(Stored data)
---

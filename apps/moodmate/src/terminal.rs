//! Terminal presentation of the in-memory page state.

use std::fmt::Write as _;

use client_core::{NoticeKind, Notifier, ViewBindings};

/// Prints failure notices on stderr.
pub struct TerminalNotifier {
    login_url: String,
}

impl TerminalNotifier {
    pub fn new(login_url: impl Into<String>) -> Self {
        Self {
            login_url: login_url.into(),
        }
    }

    fn notice_lines(&self, notice: NoticeKind) -> Vec<String> {
        let mut lines = vec![notice.message().to_string()];
        if notice == NoticeKind::LoginPrompt {
            lines.push(format!(
                "Sign in at {} and pass the session cookie with --session-cookie.",
                self.login_url
            ));
        }
        lines
    }
}

impl Notifier for TerminalNotifier {
    fn notify(&self, notice: NoticeKind) {
        for line in self.notice_lines(notice) {
            eprintln!("{line}");
        }
    }
}

/// Renders whichever regions the controller left revealed.
pub fn render(view: &ViewBindings) -> String {
    let mut out = String::new();
    if view.result_shown() {
        let _ = writeln!(out, "Detected emotion: {}", view.detected_emotion.text());
        let _ = writeln!(out, "Quote: {}", view.recommended_quote.text());
    }
    if view.music_shown() {
        let entries = view.music_list.entries();
        if entries.is_empty() {
            let _ = writeln!(out, "No tracks found.");
        } else {
            let _ = writeln!(out, "Recommended tracks:");
        }
        for (i, entry) in entries.iter().enumerate() {
            let _ = writeln!(out, "{:>2}. {} - {}", i + 1, entry.name, entry.artist);
            let _ = writeln!(out, "    {}", entry.href);
        }
    }
    out
}
use async_trait::async_trait;
use reqwest::{header, Client};
use serde::{de::DeserializeOwned, Serialize};
use shared::{
    domain::MoodSubmission,
    protocol::{PredictRequest, PredictResponse, RecommendRequest, RecommendResponse},
};
use tracing::debug;
use url::Url;

mod controller;
pub mod error;
pub mod view;

pub use controller::{MoodSubmissionController, PipelineOutcome, DEFAULT_REVEAL_DELAY};
pub use error::{classify_failure_message, NoticeKind, PipelineError, LOGIN_REQUIRED_MARKER};
pub use view::{Element, MemoryElement, Notifier, TrackEntry, ViewBindings};

pub const PREDICT_PATH: &str = "/predict";
pub const RECOMMEND_PATH: &str = "/recommend";
pub const LOGIN_PATH: &str = "/login";

#[async_trait]
pub trait MoodBackend: Send + Sync {
    async fn predict(&self, submission: &MoodSubmission) -> Result<PredictResponse, PipelineError>;
    async fn recommend(&self, emotion: &str) -> Result<RecommendResponse, PipelineError>;
}

/// Talks to the MoodMate backend over HTTP.
///
/// Endpoint paths are absolute, so they resolve against the origin of
/// `server_url`, the way a browser resolves a root-relative link.
/// Response bodies are decoded regardless of status: the backend reports
/// failures as JSON with 400/401 codes.
pub struct HttpMoodBackend {
    http: Client,
    base_url: Url,
    session_cookie: Option<String>,
}

impl HttpMoodBackend {
    pub fn new(server_url: &str) -> Result<Self, url::ParseError> {
        Ok(Self {
            http: Client::new(),
            base_url: Url::parse(server_url)?,
            session_cookie: None,
        })
    }

    /// Sends `cookie` as the `Cookie` header; the backend keeps the Spotify login in its session.
    pub fn with_session_cookie(mut self, cookie: impl Into<String>) -> Self {
        self.session_cookie = Some(cookie.into());
        self
    }

    pub fn endpoint_url(&self, path: &str) -> Result<Url, url::ParseError> {
        self.base_url.join(path)
    }

    async fn post_json<B, R>(&self, path: &'static str, body: &B) -> Result<R, PipelineError>
    where
        B: Serialize + ?Sized,
        R: DeserializeOwned,
    {
        let url = self
            .endpoint_url(path)
            .map_err(|err| PipelineError::transport(path, err))?;
        let mut request = self.http.post(url).json(body);
        if let Some(cookie) = &self.session_cookie {
            request = request.header(header::COOKIE, cookie);
        }
        let res = request
            .send()
            .await
            .map_err(|err| PipelineError::transport(path, err))?;
        debug!(endpoint = path, status = %res.status(), "backend responded");
        res.json::<R>()
            .await
            .map_err(|err| PipelineError::transport(path, err))
    }
}

#[async_trait]
impl MoodBackend for HttpMoodBackend {
    async fn predict(&self, submission: &MoodSubmission) -> Result<PredictResponse, PipelineError> {
        self.post_json(
            PREDICT_PATH,
            &PredictRequest {
                text: submission.text.clone(),
            },
        )
        .await
    }

    async fn recommend(&self, emotion: &str) -> Result<RecommendResponse, PipelineError> {
        self.post_json(
            RECOMMEND_PATH,
            &RecommendRequest {
                emotion: emotion.to_string(),
            },
        )
        .await
    }
}

#[cfg(test)]
#[path = "tests/lib_tests.rs"]
mod tests;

---

## TASK STATEMENT
Copy the records above faithfully. Begin at their first line, end at the line containing "pub fn render(view: &ViewBindings)", and include nothing else.

## ANSWER
filename apps/moodmate/src/terminal.rs
//! Terminal presentation of the in-memory page state.

use std::fmt::Write as _;

use client_core::{NoticeKind, Notifier, ViewBindings};

/// Prints failure notices on stderr.
pub struct TerminalNotifier {
    login_url: String,
}

impl TerminalNotifier {
    pub fn new(login_url: impl Into<String>) -> Self {
        Self {
            login_url: login_url.into(),
        }
    }

    fn notice_lines(&self, notice: NoticeKind) -> Vec<String> {
        let mut lines = vec![notice.message().to_string()];
        if notice == NoticeKind::LoginPrompt {
            lines.push(format!(
                "Sign in at {} and pass the session cookie with --session-cookie.",
                self.login_url
            ));
        }
        lines
    }
}

impl Notifier for TerminalNotifier {
    fn notify(&self, notice: NoticeKind) {
        for line in self.notice_lines(notice) {
            eprintln!("{line}");
        }
    }
}

/// Renders whichever regions the controller left revealed.
pub fn render(view: &ViewBindings) -> String {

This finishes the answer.